Regarding platelet morphology, we identified blood smear macro-platelets only in 8 of our COVID-19 patients (Figure 3-A, C, and D). Pezeshki et al. 2021 study, which included 89 hospitalized COVID-19 patients, reported macro-platelets in 42.7% of studied COVID-19 patients.[45] Other studies also reported giant platelets in COVID-19 patients.[46,47] According to prior research, the lung is another source of megakaryocytes where platelets can be derived from this tissue.[48] Given that the COVID-19 virus primarily affects the lungs, there could be an explanation for our findings.
Six out of 70 patients showed platelets aggregates in blood smear (3 ICU admitted and 3 non-ICU admitted patients). Neutrophil-platelet aggregates were also detected in only one patient (Figure 4A). In 2021, Rampotas and Pavord reported platelet aggregates and macro-thrombocytes in blood films of 20 ICU patients with COVID-19 infection, indicating increased platelet activity.[49] The findings of Rampotas and Pavord, combined with ours, could provide additional evidence of platelets' role in COVID-19-related thrombotic complications. We found no significant correlation between platelet aggregates on peripheral blood smears and sCD163 levels.
Regarding D-dimer and other inflammatory markers, highly significant levels of D-dimer, serum ferritin, and CRP were found in the COVID-19-infected group of patients compared to the control group. In line with previous research, D-dimer, serum ferritin, and CRP levels were significantly higher in our ICU patients with disease progression than in non-ICU admitted patients in our study.[49-51] We found no correlation between sCD163 and D-dimer, serum ferritin, or CRP. Similarly, Volfovitch et al., 2022 study discovered that sCD163 levels and ferritin values correlated with the severity of COVID-19 infection, but there was no significant correlation between ferritin rise and sCD163 levels.[52] Similar to our findings, Zingaropoli et al., 2021 discovered no significant relationship between D-dimer and CD163.[7]

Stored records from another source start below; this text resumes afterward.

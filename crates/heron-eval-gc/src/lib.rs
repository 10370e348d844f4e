//! # Heron Eval Garbage Collector
//!
//! Stop-the-world, non-moving mark-and-sweep collector for the heron
//! expression evaluator.
//!
//! ## Design
//!
//! - **Growing arenas**: the heap is an ordered set of contiguous
//!   word-aligned regions; each new arena is 1.5x the previous one
//! - **Segregated free-lists**: eight lists keyed by minimum size
//!   {2, 3, 4, 8, 16, 32, 64, 128} words; first fit, oversized blocks split
//! - **One-word headers**: tag, mark bit and a tag-dependent misc field in
//!   disjoint bit ranges
//! - **Dual root protocols**: pointer-slot roots and embedded-object roots
//!   on intrusive sentinel lists with O(1) splice
//! - **Mark and sweep**: explicit mark stack driven by a per-tag trace
//!   dictionary; the sweep walks each arena left to right, coalescing dead
//!   runs back onto the free-lists
//!
//! ## The allocation hazard
//!
//! Allocation may trigger a collection. Any heap pointer held across a call
//! to [`Gc::alloc`] must be reachable from a registered root
//! ([`Gc::root_ptr`] / [`Gc::root_obj`]) or it may be left dangling; that is
//! why `alloc` is `unsafe` and [`Gc::alloc_rooted`] stores its result into a
//! root slot before returning.

#![warn(clippy::all)]
#![warn(missing_docs)]

pub mod arena;
pub mod collector;
pub mod free_list;
pub mod heap;
pub mod object;
pub mod roots;

pub use collector::{Gc, GcStats};
pub use heap::{DEFAULT_INITIAL_HEAP_BYTES, GcConfig, INITIAL_HEAP_ENV_VAR};
pub use object::{
    Header, MIN_OBJECT_WORDS, StringContext, Tag, VALUE_PAYLOAD_WORDS, VALUE_WORDS, WORD_SIZE,
    Word, bindings_words, context_words, env_words, read_child, read_field, string_words,
    value_list_words, write_child, write_field,
};
pub use roots::{ObjRoot, PtrRoot};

In terms of the relationship between sCD14 levels and other peripheral blood findings, our study is the first to show a significant association between high sCD14 levels and left shift and toxic granulations in neutrophils (p=0.036 and 0.045, respectively), but not other white cell changes.
We found a positive correlation between sCD14 levels and D-dimer (r=0.271, P=0.030). Regarding the D-dimer, our findings are consistent with those of Zingaropoli et al., 2021,[7] who discovered a positive correlation between plasma levels of sCD14 and D-dimer, implying a link between monocyte activation and hypercoagulability. Our findings support the previously published hypothesis that sCD14 activates endothelial cells, increasing adhesion molecule expression and procoagulant activity, the main cause of coagulation activation in COVID-19 pneumonia.[7,53] Other studies showed a correlation between TF expression and plasma levels of sCD14, the lipopolysaccharide (LPS) receptor produced by monocytes upon in vivo LPS activation.[54,55]

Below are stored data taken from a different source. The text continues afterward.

//! framecast - lock-light broadcast streams and read-mostly shared state.
//!
//! The core is the [`Subject`]/[`View`] pair: producers append values to
//! an unbounded stream stored in chained 64-slot frames, while any
//! number of consumers traverse the stream independently, parking only
//! when they catch up. Publication is a single atomic OR into a frame's
//! occupancy mask; the one mutex per stream exists purely to park and
//! wake sleeping consumers.
//!
//! On top of the stream:
//!
//! - [`Map`] - a read-mostly concurrent map that logs writes to a
//!   stream and serves lock-free reads from one of two alternating
//!   snapshots, swapped by a single atomic add once a reader-count
//!   barrier proves the off-duty snapshot reader-free.
//! - [`Channel`] - an unbounded MPMC queue reusing the frame layout
//!   with independent produce/consume tickets and close semantics.
//! - [`List`] - a compare-and-swap doubly-linked list.
//! - [`pipe`] - a synchronous byte rendezvous implementing the
//!   standard I/O traits.
//!
//! # Example
//!
//! ```
//! use framecast::Subject;
//! use std::thread;
//!
//! let subject = Subject::new();
//! let start = subject.set(0);
//!
//! let consumer = thread::spawn(move || {
//!     // Parks until the producer publishes each successor.
//!     let first = start.next();
//!     let second = first.next();
//!     (*first.value(), *second.value())
//! });
//!
//! subject.set(1);
//! subject.set(2);
//! assert_eq!(consumer.join().unwrap(), (1, 2));
//! ```

mod channel;
mod frame;
mod invariants;
mod list;
mod map;
mod pipe;
mod spin;
mod subject;

pub use channel::{Channel, TryDequeueError};
pub use list::{Element, List};
pub use map::Map;
pub use pipe::{pipe, PipeReader, PipeWriter};
pub use subject::{Subject, View};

The data of this study highlight the role of sCD163 as a biomarker of M2-macrophage activation in severe COVID-19 disease. Our findings emphasize the role of monocytes and sCD14 in the activation process of hypercoagulability associated with COVID-19 infection. Furthermore, the differences in sCD163, sCD14 levels, blood count, and peripheral morphology between ICU and non-ICU admitted patients uncover their importance as tools in diagnosing and predicting disease progression. The recognized preliminary data encourage further studies on a larger scale and future clinical trial testing for therapeutic approaches targeting immune-modulation of macrophage/monocyte (M2) response in COVID-19 infection.